## Exercise brief
Where the word "counter" shows up in the entries below, please copy the whole line.

## Data excerpts
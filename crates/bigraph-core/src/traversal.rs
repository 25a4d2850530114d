//! Depth-bounded, selector-filtered bipartite traversal.
//!
//! The engine has no access to any graph type: relation lookups arrive as
//! caller-supplied pure functions, so a [`Graph`](crate::Graph) and a
//! [`CacheMap`](crate::CacheMap)-backed lookup are equally valid
//! collaborators. One depth unit is one full node→transition→node hop.
//!
//! # Example
//!
//! ```rust
//! use bigraph_core::{Graph, Relation, TraversalConfig};
//!
//! let nodes = vec!["A", "B", "C", "D"];
//! let transitions = vec!["A-B", "A-C", "B-C", "C-D"];
//! let relations: Vec<Relation<&str, &str>> =
//!     [("A", "B", "A-B"), ("A", "C", "A-C"), ("B", "C", "B-C"), ("C", "D", "C-D")]
//!         .into_iter()
//!         .flat_map(|(first, second, transition)| {
//!             Graph::create_transition(&first, &second, &transition)
//!         })
//!         .collect();
//! let graph = Graph::new(nodes, transitions, relations);
//!
//! let adjacent = graph.adjacent_nodes(&"C", &TraversalConfig::default());
//! assert_eq!(adjacent, vec!["A", "B", "D"]);
//! ```

use tracing::trace;

use crate::config::{TraversalConfig, DEPTH_MIN, DEPTH_MIN_BOUND};
use crate::entity::Entity;
use crate::relation::Relation;

/// A caller-supplied filter over entities.
pub type EntitySelector<'a, N, T> = Box<dyn Fn(&Entity<N, T>) -> bool + 'a>;

/// A caller-supplied pure lookup from an entity to its incident relations.
pub type RelationsProvider<'a, N, T> = Box<dyn Fn(&Entity<N, T>) -> Vec<Relation<N, T>> + 'a>;

/// Configuration for one hop of traversal: a relation lookup plus source
/// and target selectors. A pure, stateless value.
pub struct RelationExplorer<'a, N, T> {
    relations_of: RelationsProvider<'a, N, T>,
    source_selector: EntitySelector<'a, N, T>,
    target_selector: EntitySelector<'a, N, T>,
}

impl<'a, N, T> RelationExplorer<'a, N, T> {
    /// Creates an explorer from a relation lookup and a source/target
    /// selector pair.
    pub fn new<R, S, G>(relations_of: R, source_selector: S, target_selector: G) -> Self
    where
        R: Fn(&Entity<N, T>) -> Vec<Relation<N, T>> + 'a,
        S: Fn(&Entity<N, T>) -> bool + 'a,
        G: Fn(&Entity<N, T>) -> bool + 'a,
    {
        Self {
            relations_of: Box::new(relations_of),
            source_selector: Box::new(source_selector),
            target_selector: Box::new(target_selector),
        }
    }
}

/// Generic frontier expansion from a starting entity.
///
/// Explorers are applied in sequence within the same depth iteration, each
/// consuming the frontier the previous one produced, so the explorer list
/// defines what one depth unit means. Per iteration and explorer the
/// frontier is replaced by: every relation incident to a frontier entity,
/// kept when its endpoints match the explorer's source/target selectors in
/// either order, reduced to the endpoint satisfying the target selector
/// (first-endpoint priority), deduplicated preserving discovery order.
///
/// A `depth` below [`DEPTH_MIN`](crate::config::DEPTH_MIN) yields an empty
/// result, and the starting entity is never part of the result — adjacency
/// means entities beyond the start, never the start itself. Malformed input
/// degrades to an empty result; traversal is total.
#[must_use]
pub fn adjacent_entities<N, T>(
    start: &Entity<N, T>,
    depth: usize,
    explorers: &[RelationExplorer<'_, N, T>],
) -> Vec<Entity<N, T>>
where
    N: Clone + PartialEq,
    T: Clone + PartialEq,
{
    if depth < DEPTH_MIN {
        return Vec::new();
    }
    let mut remaining = depth;
    let mut frontier = vec![start.clone()];
    while remaining > DEPTH_MIN_BOUND && !frontier.is_empty() {
        for explorer in explorers {
            let mut next: Vec<Entity<N, T>> = Vec::new();
            for entity in &frontier {
                for relation in (explorer.relations_of)(entity) {
                    if !relation
                        .verify_unordered(&explorer.source_selector, &explorer.target_selector)
                    {
                        continue;
                    }
                    if let Some(found) = relation.select(&explorer.target_selector) {
                        if !next.contains(found) {
                            next.push(found.clone());
                        }
                    }
                }
            }
            frontier = next;
        }
        remaining -= 1;
        trace!(remaining, frontier = frontier.len(), "frontier expanded");
    }
    // The start re-enters the frontier through its own incident relations;
    // it stays during expansion (reachability through it must survive) and
    // is dropped from the final result only.
    frontier.retain(|entity| entity != start);
    frontier
}

/// Nodes reachable from `start` within the configured number of full
/// node→transition→node hops, excluding `start` itself.
///
/// Builds two explorers — node relations with (node selector → transition
/// selector), then transition relations with (transition selector → node
/// selector) — so each depth unit crosses one transition, matching the
/// bipartite structure.
#[must_use]
pub fn adjacent_nodes<N, T, NR, TR>(
    start: &N,
    config: &TraversalConfig<'_, N, T>,
    node_relations_of: NR,
    transition_relations_of: TR,
) -> Vec<N>
where
    N: Clone + PartialEq,
    T: Clone + PartialEq,
    NR: Fn(&N) -> Vec<Relation<N, T>>,
    TR: Fn(&T) -> Vec<Relation<N, T>>,
{
    let node_matches = |entity: &Entity<N, T>| match entity {
        Entity::Node(node) => (config.node_selector)(node),
        Entity::Transition(_) => false,
    };
    let transition_matches = |entity: &Entity<N, T>| match entity {
        Entity::Node(_) => false,
        Entity::Transition(transition) => (config.transition_selector)(transition),
    };
    let node_relations = |entity: &Entity<N, T>| match entity {
        Entity::Node(node) => node_relations_of(node),
        Entity::Transition(_) => Vec::new(),
    };
    let transition_relations = |entity: &Entity<N, T>| match entity {
        Entity::Node(_) => Vec::new(),
        Entity::Transition(transition) => transition_relations_of(transition),
    };
    let explorers = [
        RelationExplorer::new(node_relations, node_matches, transition_matches),
        RelationExplorer::new(transition_relations, transition_matches, node_matches),
    ];
    adjacent_entities(&Entity::Node(start.clone()), config.depth, &explorers)
        .into_iter()
        .filter_map(Entity::into_node)
        .collect()
}

/// Same as [`adjacent_nodes`], with an explicit filter dropping any node
/// equal to `start`.
///
/// The filter is defensive: cyclic relation chains can route back to the
/// start within the depth budget, and the result must never report the
/// start as its own neighbour.
#[must_use]
pub fn neighbour_nodes<N, T, NR, TR>(
    start: &N,
    config: &TraversalConfig<'_, N, T>,
    node_relations_of: NR,
    transition_relations_of: TR,
) -> Vec<N>
where
    N: Clone + PartialEq,
    T: Clone + PartialEq,
    NR: Fn(&N) -> Vec<Relation<N, T>>,
    TR: Fn(&T) -> Vec<Relation<N, T>>,
{
    let mut nodes = adjacent_nodes(start, config, node_relations_of, transition_relations_of);
    nodes.retain(|node| node != start);
    nodes
}
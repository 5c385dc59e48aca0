//! Message handling: parse, fetch, score, publish.
//!
//! The handler is broker-free: it consumes a raw body plus the retry
//! counter read from delivery metadata and returns an [`Outcome`] the
//! consumer loop applies to the broker. This keeps the whole state
//! machine — including the retry/dead-letter decision — testable
//! without a connection.
//!
//! Retry and dead-lettering each use exactly one mechanism. A retried
//! delivery is republished with an incremented counter and the original
//! delivery is acked, so the dead-letter binding plays no part in
//! retries. An exhausted delivery is rejected without requeue and
//! reaches the quarantine queue solely through the declared binding.

use std::sync::Arc;

use chrono::Utc;
use tracing::{error, info, warn};

use crate::bus::ResultSink;
use crate::categories::CategoryRegistry;
use crate::error::WorkerError;
use crate::ledger::{self, RecordSource};
use crate::scoring::Scorer;
use crate::types::{AnomalyResult, TransactionEvent};

/// Maximum retry attempts before a delivery is dead-lettered.
pub const MAX_RETRIES: u32 = 3;

/// What the consumer loop should do with the delivery.
#[derive(Debug, Clone, Copy, PartialEq, Eq)]
pub enum Outcome {
    /// Acknowledge: success, intentional skip, or malformed drop.
    Ack,
    /// Republish the original body with this retry counter, then ack.
    Retry(u32),
    /// Reject without requeue; the dead-letter binding routes it.
    DeadLetter,
}

/// The per-delivery processing pipeline.
pub struct Worker {
    source: Arc<dyn RecordSource>,
    scorer: Arc<dyn Scorer>,
    registry: Arc<CategoryRegistry>,
    max_retries: u32,
}

impl Worker {
    pub fn new(
        source: Arc<dyn RecordSource>,
        scorer: Arc<dyn Scorer>,
        registry: Arc<CategoryRegistry>,
    ) -> Self {
        Self {
            source,
            scorer,
            registry,
            max_retries: MAX_RETRIES,
        }
    }

    /// Process one delivery body. `retry_count` is the counter carried
    /// in the delivery metadata, 0 when absent.
    pub async fn process(&self, body: &[u8], retry_count: u32, sink: &dyn ResultSink) -> Outcome {
        let event: TransactionEvent = match serde_json::from_slice(body) {
            Ok(event) => event,
            Err(e) => {
                warn!(error = %e, "Dropping malformed event");
                return Outcome::Ack;
            }
        };

        info!(
            company_id = event.company_id,
            txns = event.txn_ids.len(),
            retries = retry_count,
            "Processing event"
        );

        if event.txn_ids.is_empty() {
            return Outcome::Ack;
        }

        let records = self.source.fetch(event.company_id, &event.txn_ids).await;
        if records.is_empty() {
            warn!(
                company_id = event.company_id,
                "No transactions fetched, skipping"
            );
            return Outcome::Ack;
        }

        let features = ledger::to_features(&records, &self.registry);
        let flagged = self.scorer.score(&features);

        let result = AnomalyResult {
            company_id: event.company_id,
            anomalies: flagged.iter().filter_map(|&i| records.get(i).cloned()).collect(),
            detected_at: Utc::now().to_rfc3339(),
        };

        match sink.publish(&result).await {
            Ok(()) => Outcome::Ack,
            Err(e) => self.fail(event.company_id, retry_count, &e),
        }
    }

    fn fail(&self, company_id: i64, retry_count: u32, err: &WorkerError) -> Outcome {
        error!(
            company_id,
            retry = retry_count,
            max_retries = self.max_retries,
            error = %err,
            "Processing failed"
        );

        if retry_count < self.max_retries {
            Outcome::Retry(retry_count + 1)
        } else {
            error!(company_id, "Max retries exceeded, dead-lettering");
            Outcome::DeadLetter
        }
    }
}
//! Result publishing.
//!
//! Detection output is serialized to JSON and published persistently to
//! the results routing key on the main exchange. Publish failures are
//! not retried here; they surface to the handler's failed path and fall
//! under the same retry/dead-letter policy as any other processing
//! error.

use async_trait::async_trait;
use lapin::options::BasicPublishOptions;
use lapin::Channel;
use tracing::{debug, info};

use super::{result_properties, EXCHANGE, OUTBOUND_ROUTING_KEY};
use crate::error::{Result, WorkerError};
use crate::types::AnomalyResult;

/// Sink for detection results.
#[async_trait]
pub trait ResultSink: Send + Sync {
    async fn publish(&self, result: &AnomalyResult) -> Result<()>;
}

/// Publishes results to the main exchange over an AMQP channel.
///
/// The channel should have confirm mode enabled; without it the
/// awaited confirmation always resolves as not requested and a
/// broker-side loss goes unnoticed.
pub struct AmqpResultPublisher {
    channel: Channel,
}

impl AmqpResultPublisher {
    pub fn new(channel: Channel) -> Self {
        Self { channel }
    }
}

#[async_trait]
impl ResultSink for AmqpResultPublisher {
    async fn publish(&self, result: &AnomalyResult) -> Result<()> {
        let payload = serde_json::to_vec(result)
            .map_err(|e| WorkerError::Publish(format!("Failed to serialize result: {}", e)))?;

        let confirm = self
            .channel
            .basic_publish(
                EXCHANGE,
                OUTBOUND_ROUTING_KEY,
                BasicPublishOptions::default(),
                &payload,
                result_properties(),
            )
            .await
            .map_err(|e| WorkerError::Publish(format!("Failed to publish: {}", e)))?;

        confirm
            .await
            .map_err(|e| WorkerError::Publish(format!("Publish confirmation failed: {}", e)))?;

        debug!(
            exchange = %EXCHANGE,
            routing_key = %OUTBOUND_ROUTING_KEY,
            "Published result"
        );
        info!(
            company_id = result.company_id,
            anomalies = result.anomalies.len(),
            "Published anomaly result"
        );

        Ok(())
    }
}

## The answer
//! counter read from delivery metadata and returns an [`Outcome`] the
//! delivery is republished with an incremented counter and the original
    /// Republish the original body with this retry counter, then ack.
    /// Process one delivery body. `retry_count` is the counter carried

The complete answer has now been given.